The magic of wild nature: Flying snakes undulating in mid-air while gliding from trees have made researchers search for answers for many years.

Add flying snakes to the ever-growing list of insects and reptiles getting their time in the spotlight during a year in which people are probably looking into online zoology courses.

A recent study published in the journal Nature Physics sheds light on why the paradise tree snake (C. paradisi) undulates in midair. The motion keeps the snake — which doesn’t actually fly, it just glides — stable after jumping from trees, researchers at Virginia Tech found.

But, for years, it was unknown if the motion served any purpose, said Isaac Yeaton, the study’s lead researcher and a scientist at the Johns Hopkins Applied Physics Laboratory.

“The most striking feature of when (the snakes) are gliding is the undulation,” said Yeaton, who conducted the research while he was a Ph. D. student in mechanical engineering at Virginia Tech.

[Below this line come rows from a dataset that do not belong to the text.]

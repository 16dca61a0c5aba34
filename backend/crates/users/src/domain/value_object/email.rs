//! Email Value Object
//!
//! The login identifier of an account. Basic format validation only;
//! ownership is proven by the activation email.

use serde::{Deserialize, Serialize};
use std::str::FromStr;

use crate::error::{UsersError, UsersResult};

/// Maximum email length (per RFC 5321)
const EMAIL_MAX_LENGTH: usize = 254;

const INVALID_EMAIL: &str = "Enter a valid email address.";

/// Email address value object
///
/// Stored trimmed and lowercased, so lookups are case-insensitive.
#[derive(Debug, Clone, PartialEq, Eq, Hash, Serialize, Deserialize)]
pub struct Email(String);

impl Email {
    /// Create a new email with validation
    pub fn new(email: impl Into<String>) -> UsersResult<Self> {
        let email = email.into().trim().to_lowercase();

        if email.is_empty() {
            return Err(UsersError::validation("email", "This field may not be blank."));
        }

        if email.len() > EMAIL_MAX_LENGTH {
            return Err(UsersError::validation(
                "email",
                format!("Ensure this field has no more than {} characters.", EMAIL_MAX_LENGTH),
            ));
        }

        if !Self::is_valid_format(&email) {
            return Err(UsersError::validation("email", INVALID_EMAIL));
        }

        Ok(Self(email))
    }

    fn is_valid_format(email: &str) -> bool {
        let Some((local, domain)) = email.split_once('@') else {
            return false;
        };

        if local.is_empty() || local.len() > 64 || domain.contains('@') {
            return false;
        }
        if local.chars().any(|c| c.is_whitespace() || c.is_control()) {
            return false;
        }

        if domain.is_empty() || !domain.contains('.') {
            return false;
        }
        if !domain
            .chars()
            .all(|c| c.is_ascii_alphanumeric() || c == '.' || c == '-')
        {
            return false;
        }
        if domain.starts_with(['.', '-']) || domain.ends_with(['.', '-']) {
            return false;
        }
        if domain.contains("..") {
            return false;
        }

        true
    }

    /// Create from database value (assumed already validated)
    pub fn from_db(email: impl Into<String>) -> Self {
        Self(email.into())
    }

    pub fn as_str(&self) -> &str {
        &self.0
    }

    pub fn into_db(self) -> String {
        self.0
    }

    pub fn domain(&self) -> &str {
        self.0.split('@').nth(1).unwrap_or("")
    }
}

impl FromStr for Email {
    type Err = UsersError;

    fn from_str(s: &str) -> UsersResult<Self> {
        Email::new(s)
    }
}

impl std::fmt::Display for Email {
    fn fmt(&self, f: &mut std::fmt::Formatter<'_>) -> std::fmt::Result {
        write!(f, "{}", self.0)
    }
}

impl AsRef<str> for Email {
    fn as_ref(&self) -> &str {
        &self.0
    }
}

#[cfg(test)]
mod tests {
    use super::*;

    #[test]
    fn test_email_valid() {
        assert!(Email::new("user@example.com").is_ok());
        assert!(Email::new("User@Example.COM").is_ok());
        assert!(Email::new("user.name@example.co.jp").is_ok());
        assert!(Email::new("user+tag@example.com").is_ok());
        assert!(Email::new("  new@user.com ").is_ok());
    }

    #[test]
    fn test_email_invalid() {
        assert!(Email::new("").is_err());
        assert!(Email::new("userexample.com").is_err());
        assert!(Email::new("user@").is_err());
        assert!(Email::new("@example.com").is_err());
        assert!(Email::new("user@@example.com").is_err());
        assert!(Email::new("user@example").is_err());
        assert!(Email::new("user@example..com").is_err());
        assert!(Email::new("us er@example.com").is_err());
    }

    #[test]
    fn test_email_error_is_field_level() {
        match Email::new("nope") {
            Err(UsersError::Validation { field, message }) => {
                assert_eq!(field, "email");
                assert_eq!(message, INVALID_EMAIL);
            }
            other => panic!("unexpected: {other:?}"),
        }
    }

    #[test]
    fn test_email_case_normalization() {
        let email = Email::new("User@Example.COM").unwrap();
        assert_eq!(email.as_str(), "user@example.com");
        assert_eq!(email.domain(), "example.com");
    }
}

To capture more detail, the researchers conducted their study inside “The Cube,” a four-story black-box theater on Virginia Tech’s campus. The theater is equipped with motion-capture cameras, and 11 to 17 markers were placed on the snakes, which allowed the researchers to record “the exact position of the snake’s body more than 300 times per glide.” Each glide took about two seconds.

The team collected data over May and June in 2015, Yeaton said. The group spent two years analyzing the data, then submitted its paper in fall 2018, he said.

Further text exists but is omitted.